Records for the task Start Marker

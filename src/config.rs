//! Scenario configuration loading and consolidation.

use crate::error::{Error, Result};
use crate::threshold::{self, Threshold};
use serde::{Deserialize, Serialize};
use std::collections::BTreeMap;
use std::path::Path;
use std::time::Duration;

/// A load-test scenario loaded from YAML.
///
/// Constructed once before the run starts and treated as immutable by the
/// runner for the life of the run.
#[derive(Debug, Clone, Serialize, Deserialize)]
pub struct ScenarioConfig {
    pub name: String,
    #[serde(default)]
    pub description: String,
    /// Number of concurrent virtual users.
    pub vus: u32,
    /// Wall-clock run length as a span string, e.g. "10s" or "1m30s".
    pub duration: String,
    /// Span excluded from metrics at the start of the run.
    #[serde(default)]
    pub warmup: Option<String>,
    /// Optional global request pacing across all VUs.
    #[serde(default)]
    pub requests_per_second: Option<f64>,
    /// RNG seed for reproducible target selection.
    #[serde(default)]
    pub seed: Option<u64>,
    /// Metric-selector string -> ordered list of assertion expressions.
    #[serde(default)]
    pub thresholds: BTreeMap<String, Vec<String>>,
    pub targets: Vec<TargetConfig>,
}

/// One GET target within a scenario.
#[derive(Debug, Clone, Serialize, Deserialize)]
pub struct TargetConfig {
    pub url: String,
    /// Value of the `name` tag on emitted samples; defaults to the URL.
    #[serde(default)]
    pub name: Option<String>,
    #[serde(default = "default_weight")]
    pub weight: f64,
}

fn default_weight() -> f64 {
    1.0
}

/// Field-wise overrides applied on top of the scenario file.
///
/// Precedence is defaults < file < environment < CLI flags; the last two
/// layers arrive here already merged by clap.
#[derive(Debug, Clone, Default)]
pub struct Overrides {
    pub vus: Option<u32>,
    pub duration: Option<String>,
}

impl ScenarioConfig {
    /// Load a scenario from a YAML file.
    pub fn from_file(path: impl AsRef<Path>) -> Result<Self> {
        let content = std::fs::read_to_string(path)?;
        Self::from_yaml(&content)
    }

    /// Parse a scenario from YAML text.
    pub fn from_yaml(content: &str) -> Result<Self> {
        Ok(serde_yaml::from_str(content)?)
    }

    /// Synthesize a single-GET scenario without a file.
    pub fn single_get(url: impl Into<String>) -> Self {
        Self {
            name: "quick".to_string(),
            description: "Ad-hoc single-target test".to_string(),
            vus: 10,
            duration: "10s".to_string(),
            warmup: None,
            requests_per_second: None,
            seed: None,
            thresholds: BTreeMap::new(),
            targets: vec![TargetConfig {
                url: url.into(),
                name: None,
                weight: 1.0,
            }],
        }
    }

    /// Overlay non-empty override fields, later layers winning.
    pub fn apply(&mut self, overrides: &Overrides) {
        if let Some(vus) = overrides.vus {
            self.vus = vus;
        }
        if let Some(ref duration) = overrides.duration {
            self.duration = duration.clone();
        }
    }

    /// Validate the consolidated configuration.
    pub fn validate(&self) -> Result<()> {
        if self.vus == 0 {
            return Err(Error::InvalidScenario("vus must be > 0".into()));
        }
        self.run_duration()?;
        self.warmup_duration()?;
        if let Some(rps) = self.requests_per_second {
            if rps <= 0.0 {
                return Err(Error::InvalidScenario(
                    "requests_per_second must be > 0".into(),
                ));
            }
        }
        if self.targets.is_empty() {
            return Err(Error::InvalidScenario(
                "at least one target must be specified".into(),
            ));
        }
        for target in &self.targets {
            if target.weight <= 0.0 {
                return Err(Error::InvalidScenario(format!(
                    "target '{}' has non-positive weight",
                    target.url
                )));
            }
            reqwest::Url::parse(&target.url)
                .map_err(|e| Error::InvalidScenario(format!("target '{}': {}", target.url, e)))?;
        }
        self.parsed_thresholds()?;
        Ok(())
    }

    /// The test window, excluding warmup.
    pub fn run_duration(&self) -> Result<Duration> {
        parse_span(&self.duration)
    }

    /// The warmup window; zero when unset.
    pub fn warmup_duration(&self) -> Result<Duration> {
        match &self.warmup {
            Some(span) => parse_span(span),
            None => Ok(Duration::ZERO),
        }
    }

    /// Parse all threshold rules into evaluable form.
    pub fn parsed_thresholds(&self) -> Result<Vec<Threshold>> {
        threshold::parse_set(&self.thresholds)
    }
}

/// Parse a span string such as "10s", "500ms", "2m", "1h" or "1m30s".
///
/// The result must be a positive duration; zero spans and unrecognized
/// units are rejected.
pub fn parse_span(input: &str) -> Result<Duration> {
    let s = input.trim();
    if s.is_empty() {
        return Err(Error::InvalidDuration(input.to_string()));
    }

    let mut total = Duration::ZERO;
    let mut digits = String::new();
    let mut chars = s.chars().peekable();

    while let Some(c) = chars.next() {
        if c.is_ascii_digit() {
            digits.push(c);
            continue;
        }
        let value: u64 = digits
            .parse()
            .map_err(|_| Error::InvalidDuration(input.to_string()))?;
        digits.clear();
        // Checked arithmetic: absurdly large but well-formed spans are
        // errors, not overflow panics.
        let span = match c {
            'h' => value.checked_mul(3600).map(Duration::from_secs),
            's' => Some(Duration::from_secs(value)),
            'm' => {
                if chars.peek() == Some(&'s') {
                    chars.next();
                    Some(Duration::from_millis(value))
                } else {
                    value.checked_mul(60).map(Duration::from_secs)
                }
            }
            _ => return Err(Error::InvalidDuration(input.to_string())),
        };
        total = span
            .and_then(|span| total.checked_add(span))
            .ok_or_else(|| Error::InvalidDuration(input.to_string()))?;
    }

    // Trailing digits without a unit.
    if !digits.is_empty() {
        return Err(Error::InvalidDuration(input.to_string()));
    }
    if total.is_zero() {
        return Err(Error::InvalidDuration(input.to_string()));
    }
    Ok(total)
}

Records for the task End Marker

**Exercise**: The task requires an exact copy of all the lines above.

**Response to the exercise**:
filename src/config.rs
//! Scenario configuration loading and consolidation.

use crate::error::{Error, Result};
use crate::threshold::{self, Threshold};
use serde::{Deserialize, Serialize};
use std::collections::BTreeMap;
use std::path::Path;
use std::time::Duration;

/// A load-test scenario loaded from YAML.
///
/// Constructed once before the run starts and treated as immutable by the
/// runner for the life of the run.
#[derive(Debug, Clone, Serialize, Deserialize)]
pub struct ScenarioConfig {
    pub name: String,
    #[serde(default)]
    pub description: String,
    /// Number of concurrent virtual users.
    pub vus: u32,
    /// Wall-clock run length as a span string, e.g. "10s" or "1m30s".
    pub duration: String,
    /// Span excluded from metrics at the start of the run.
    #[serde(default)]
    pub warmup: Option<String>,
    /// Optional global request pacing across all VUs.
    #[serde(default)]
    pub requests_per_second: Option<f64>,
    /// RNG seed for reproducible target selection.
    #[serde(default)]
    pub seed: Option<u64>,
    /// Metric-selector string -> ordered list of assertion expressions.
    #[serde(default)]
    pub thresholds: BTreeMap<String, Vec<String>>,
    pub targets: Vec<TargetConfig>,
}

/// One GET target within a scenario.
#[derive(Debug, Clone, Serialize, Deserialize)]
pub struct TargetConfig {
    pub url: String,
    /// Value of the `name` tag on emitted samples; defaults to the URL.
    #[serde(default)]
    pub name: Option<String>,
    #[serde(default = "default_weight")]
    pub weight: f64,
}

fn default_weight() -> f64 {
    1.0
}

/// Field-wise overrides applied on top of the scenario file.
///
/// Precedence is defaults < file < environment < CLI flags; the last two
/// layers arrive here already merged by clap.
#[derive(Debug, Clone, Default)]
pub struct Overrides {
    pub vus: Option<u32>,
    pub duration: Option<String>,
}

impl ScenarioConfig {
    /// Load a scenario from a YAML file.
    pub fn from_file(path: impl AsRef<Path>) -> Result<Self> {
        let content = std::fs::read_to_string(path)?;
        Self::from_yaml(&content)
    }

    /// Parse a scenario from YAML text.
    pub fn from_yaml(content: &str) -> Result<Self> {
        Ok(serde_yaml::from_str(content)?)
    }

    /// Synthesize a single-GET scenario without a file.
    pub fn single_get(url: impl Into<String>) -> Self {
        Self {
            name: "quick".to_string(),
            description: "Ad-hoc single-target test".to_string(),
            vus: 10,
            duration: "10s".to_string(),
            warmup: None,
            requests_per_second: None,
            seed: None,
            thresholds: BTreeMap::new(),
            targets: vec![TargetConfig {
                url: url.into(),
                name: None,
                weight: 1.0,
            }],
        }
    }

    /// Overlay non-empty override fields, later layers winning.
    pub fn apply(&mut self, overrides: &Overrides) {
        if let Some(vus) = overrides.vus {
            self.vus = vus;
        }
        if let Some(ref duration) = overrides.duration {
            self.duration = duration.clone();
        }
    }

    /// Validate the consolidated configuration.
    pub fn validate(&self) -> Result<()> {
        if self.vus == 0 {
            return Err(Error::InvalidScenario("vus must be > 0".into()));
        }
        self.run_duration()?;
        self.warmup_duration()?;
        if let Some(rps) = self.requests_per_second {
            if rps <= 0.0 {
                return Err(Error::InvalidScenario(
                    "requests_per_second must be > 0".into(),
                ));
            }
        }
        if self.targets.is_empty() {
            return Err(Error::InvalidScenario(
                "at least one target must be specified".into(),
            ));
        }
        for target in &self.targets {
            if target.weight <= 0.0 {
                return Err(Error::InvalidScenario(format!(
                    "target '{}' has non-positive weight",
                    target.url
                )));
            }
            reqwest::Url::parse(&target.url)
                .map_err(|e| Error::InvalidScenario(format!("target '{}': {}", target.url, e)))?;
        }
        self.parsed_thresholds()?;
        Ok(())
    }

    /// The test window, excluding warmup.
    pub fn run_duration(&self) -> Result<Duration> {
        parse_span(&self.duration)
    }

    /// The warmup window; zero when unset.
    pub fn warmup_duration(&self) -> Result<Duration> {
        match &self.warmup {
            Some(span) => parse_span(span),
            None => Ok(Duration::ZERO),
        }
    }

    /// Parse all threshold rules into evaluable form.
    pub fn parsed_thresholds(&self) -> Result<Vec<Threshold>> {
        threshold::parse_set(&self.thresholds)
    }
}

/// Parse a span string such as "10s", "500ms", "2m", "1h" or "1m30s".
///
/// The result must be a positive duration; zero spans and unrecognized
/// units are rejected.
pub fn parse_span(input: &str) -> Result<Duration> {
    let s = input.trim();
    if s.is_empty() {
        return Err(Error::InvalidDuration(input.to_string()));
    }

    let mut total = Duration::ZERO;
    let mut digits = String::new();
    let mut chars = s.chars().peekable();

    while let Some(c) = chars.next() {
        if c.is_ascii_digit() {
            digits.push(c);
            continue;
        }
        let value: u64 = digits
            .parse()
            .map_err(|_| Error::InvalidDuration(input.to_string()))?;
        digits.clear();
        // Checked arithmetic: absurdly large but well-formed spans are
        // errors, not overflow panics.
        let span = match c {
            'h' => value.checked_mul(3600).map(Duration::from_secs),
            's' => Some(Duration::from_secs(value)),
            'm' => {
                if chars.peek() == Some(&'s') {
                    chars.next();
                    Some(Duration::from_millis(value))
                } else {
                    value.checked_mul(60).map(Duration::from_secs)
                }
            }
            _ => return Err(Error::InvalidDuration(input.to_string())),
        };
        total = span
            .and_then(|span| total.checked_add(span))
            .ok_or_else(|| Error::InvalidDuration(input.to_string()))?;
    }

    // Trailing digits without a unit.
    if !digits.is_empty() {
        return Err(Error::InvalidDuration(input.to_string()));
    }
    if total.is_zero() {
        return Err(Error::InvalidDuration(input.to_string()));
    }
    Ok(total)
}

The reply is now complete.